Bilimsel etkinliklere, kurslara ve kongrelere bütçemiz yettiğince katılım sağlamaya çalışıyoruz. Ürünlerimiz tüm cerrahi branşlarda kullanıldığından her cerrahi etkinliğe katılmamız yönünde talepler geliyor. Döviz artışından ve uzayan ödeme vadelerinden dolayı seçici olmak zorunda kalıyoruz. Bu sene uzmanların, asistanların yetişmesi için düzenlenen Türk Cerrahi Derneği’nin Temel Cerrahi Kurslarının ve Rekonstrüktif Mikrocerrahi Derneği’nin Temel Mikrocerrahi Kurslarının sponsoruyuz. Bizim önceliğimiz eğitim ve bilime katkı. Ayrıca Kalp Damar Cerrahisi, Robotik Cerrahi, KBB, Jinekoloji, Ağız ve Çene Cerrahisi, Plastik ve Estetik Cerrahi, Genel Cerrahi alanlarında düzenlenecek 30’a yakın organizasyona katılım sağlayacağız. Bizler için bu kongreler cerrahlarla, hemşirelerle bir arada olmak ve onların deneyimlerini öğrenmek, paylaşmak için çok değerli fırsatlar. İhracat hedeflerimiz için de; Temmuz ayında Amerika’da FIME’ye, Ekim ayında Nijerya’da Medic West ve Kasım ayında da Almanya’da Medica fuarlarında stand açacağız.

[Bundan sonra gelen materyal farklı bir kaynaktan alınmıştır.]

// tour.rs — the scene graph and the single point of navigation
//
// Scenes are a lookup table keyed by uid; a portal is a logical reference
// resolved at activation time, never a materialized edge. The tour owns the
// one camera, the one hotspot registry and the one picker, and routes every
// interaction through them. Exactly one scene is current; one transition may
// be in flight at a time.

use crate::camera::CameraController;
use crate::config::TourConfig;
use crate::hit_test::Picker;
use crate::hotspot::{HotspotKind, HotspotRegistry};
use crate::scene::{LoadRequest, LoadState, SceneLifecycle};

#[derive(Debug, thiserror::Error)]
pub enum TourError {
    #[error("unknown scene uid \"{0}\"")]
    UnknownScene(String),
}

/// What a resolved click asks the caller to do.
#[derive(Debug, Clone, PartialEq)]
pub enum ClickAction {
    None,
    /// A portal was activated; decode the destination scene's panorama.
    LoadScene(LoadRequest),
    /// A photo spot was activated; show the inset viewer with this image.
    OpenPhoto { image: String, title: String },
    /// Click with the inset viewer open closes it.
    CloseOverlay,
}

pub struct Tour {
    config: TourConfig,
    lifecycle: SceneLifecycle,
    registry: HotspotRegistry,
    camera: CameraController,
    picker: Picker,
    photo_open: bool,
}

impl Tour {
    pub fn new(config: TourConfig) -> Self {
        let camera = CameraController::new(config.zoom_min, config.zoom_max, config.zoom_speed);
        Self {
            config,
            lifecycle: SceneLifecycle::new(),
            registry: HotspotRegistry::new(),
            camera,
            picker: Picker::new(),
            photo_open: false,
        }
    }

    pub fn config(&self) -> &TourConfig {
        &self.config
    }

    pub fn camera(&self) -> &CameraController {
        &self.camera
    }

    pub fn registry(&self) -> &HotspotRegistry {
        &self.registry
    }

    pub fn hovered(&self) -> Option<usize> {
        self.picker.hovered()
    }

    pub fn load_state(&self) -> LoadState {
        self.lifecycle.state()
    }

    pub fn scene_title(&self) -> Option<&str> {
        self.lifecycle.scene().map(|s| s.title.as_str())
    }

    pub fn current_scene_uid(&self) -> Option<&str> {
        self.lifecycle.current_uid()
    }

    pub fn is_photo_open(&self) -> bool {
        self.photo_open
    }

    /// Starts the tour at the configured entry scene.
    pub fn start(&mut self) -> Result<LoadRequest, TourError> {
        let entry = self.config.entry_scene_uid.clone();
        self.load_scene(&entry)
    }

    /// Portal activation. Refused (Ok(None)) while another transition is
    /// still loading; unknown destinations are a configuration error and
    /// leave the current scene untouched.
    pub fn activate_portal(&mut self, dest_uid: &str) -> Result<Option<LoadRequest>, TourError> {
        if self.lifecycle.state() == LoadState::Loading {
            log::warn!("transition to \"{dest_uid}\" ignored: another one is in flight");
            return Ok(None);
        }
        self.load_scene(dest_uid).map(Some)
    }

    fn load_scene(&mut self, uid: &str) -> Result<LoadRequest, TourError> {
        let Some(scene) = self.config.scene(uid) else {
            return Err(TourError::UnknownScene(uid.to_string()));
        };
        let image_path = self.config.asset_path(&scene.image);
        Ok(self.lifecycle.init(
            scene,
            image_path,
            &mut self.registry,
            &mut self.camera,
            &mut self.picker,
        ))
    }

    pub fn image_loaded(&mut self, generation: u64, width: u32, height: u32) -> bool {
        self.lifecycle.image_loaded(
            generation,
            width,
            height,
            &mut self.registry,
            &mut self.camera,
            &mut self.picker,
        )
    }

    pub fn image_failed(&mut self, generation: u64, error: &str) -> bool {
        self.lifecycle.image_failed(generation, error)
    }

    pub fn hover(&mut self, x: f32, y: f32, width: f32, height: f32) -> bool {
        self.picker
            .hover(x, y, width, height, &self.camera, &mut self.registry)
    }

    /// Click resolution. Portal hits resolve their destination through the
    /// owning scene's descriptor (never from a copy stored on the hotspot),
    /// photo hits open the inset overlay and suspend navigation.
    pub fn click(&mut self, x: f32, y: f32, width: f32, height: f32) -> Result<ClickAction, TourError> {
        if self.photo_open {
            self.close_photo();
            return Ok(ClickAction::CloseOverlay);
        }

        let Some(id) =
            self.picker
                .resolve_click(x, y, width, height, &self.camera, &mut self.registry)
        else {
            return Ok(ClickAction::None);
        };

        let hotspot = match self.registry.get(id) {
            Some(h) => h.clone(),
            None => return Ok(ClickAction::None),
        };

        match hotspot.kind {
            HotspotKind::Portal => {
                let Some(dest) = self
                    .config
                    .scene(&hotspot.scene_uid)
                    .and_then(|s| s.transitions.get(hotspot.index))
                    .map(|t| t.to_uid.clone())
                else {
                    return Ok(ClickAction::None);
                };
                match self.activate_portal(&dest)? {
                    Some(request) => Ok(ClickAction::LoadScene(request)),
                    None => Ok(ClickAction::None),
                }
            }
            HotspotKind::Photo => {
                let Some(photo) = self
                    .config
                    .scene(&hotspot.scene_uid)
                    .and_then(|s| s.photos.get(hotspot.index))
                else {
                    return Ok(ClickAction::None);
                };
                let action = ClickAction::OpenPhoto {
                    image: self.config.asset_path(&photo.image),
                    title: photo.title.clone(),
                };
                self.open_photo();
                Ok(action)
            }
        }
    }

    pub fn zoom(&mut self, delta: f32) -> bool {
        self.camera.zoom(delta)
    }

    pub fn rotate_pan(&mut self, angle: f32) -> bool {
        self.camera.rotate_pan(angle)
    }

    pub fn rotate_tilt(&mut self, angle: f32) -> bool {
        self.camera.rotate_tilt(angle)
    }

    /// Opening the inset photo suspends zoom, rotation and hover until it is
    /// closed again.
    fn open_photo(&mut self) {
        self.photo_open = true;
        self.camera.set_enabled(false);
    }

    pub fn close_photo(&mut self) {
        self.photo_open = false;
        self.camera.set_enabled(true);
    }
}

Sosyal sorumluluk projelerine büyük önem veriyorsunuz. Biraz da bu çalışmalarınızdan bahsedebilir misiniz?
Yetmeye çabaladığımız, destek vermeye çalıştığımız projelerimizden bazıları: “Leyla’dan sonra” projesinde genç doktor arkadaşlarımız kanser tedavisi gören çocuklara oyuncaklar, hediyeler alıyor. Yıl boyunca biz de Türkiye’nin değişik illerindeki bu aktivitelerindeki kargo masraflarını karşılıyoruz. Ankara Çınar Lions Kulübü #minikayaklarüşümesin projesinde de, ev yapımı #sevgikurabiyelerinden satın alarak, Doğu ve Güneydoğu Anadolu’daki köy okullarında maddi imkânları kısıtlı çocuklara bot gönderimine destek olduk. Üretim, istihdam önemli diyoruz ama aslında ülkemizin geleceği için en önemli yatırım eğitim. Geliri Türk Eğitim Vakfı’na bağışlanmak üzere, Trabzon’da 25 Mart’da “Orada Duruverseydi Zaman” müzikal belgeseline sponsor olduk. Pınar Ayhan’ın tek kişilik performansı ile Türkiye’nin yakın tarihi, Cumhuriyet’in kuruluş yılları ve dönüm noktalarını anlatan tarihi bir gösteriyi Trabzon halkıyla buluşturmuş olduk. Doğsan 1970 yılında kurulurken Türkiye’de olmayan bir ürünü üretmek hedeflenmiş. Hayallerin peşinden gitmek bizde bir gelenek oldu. #mercanaşkına hayalinin peşine takıldık. Türkiye’de ilki gerçekleştirilen Adamer projesine Doğsan olarak biz de destek sağladık. Marmara’daki canlılığı koruyabilmek ve ekosistemin bozulmasını engelleyebilmek için Sivriada’dan Neandros adasına özel yöntemlerle, scuba dalgıçlarıyla mercanlar taşındı. Marmara Üniversitesi Korfbol takımının Türkiye’de önce forma sonra da Portekiz’de düzenlenen Avrupa Şampiyonası’ndaki sponsoru olduk. Takımın as oyuncularından Aktuğ sayesinde daha önce hiç haberimiz olmayan bir spor dalıyla tanıştık. Korfbol; kızların ve erkeklerin aynı takımda yer alarak oynadığı dünyadaki tek spor. Amatör ruh ile yapılan ve ayakta alkışlanması gereken bu projeleri destekleyebilmek bizim için çok huzur ve onur verici.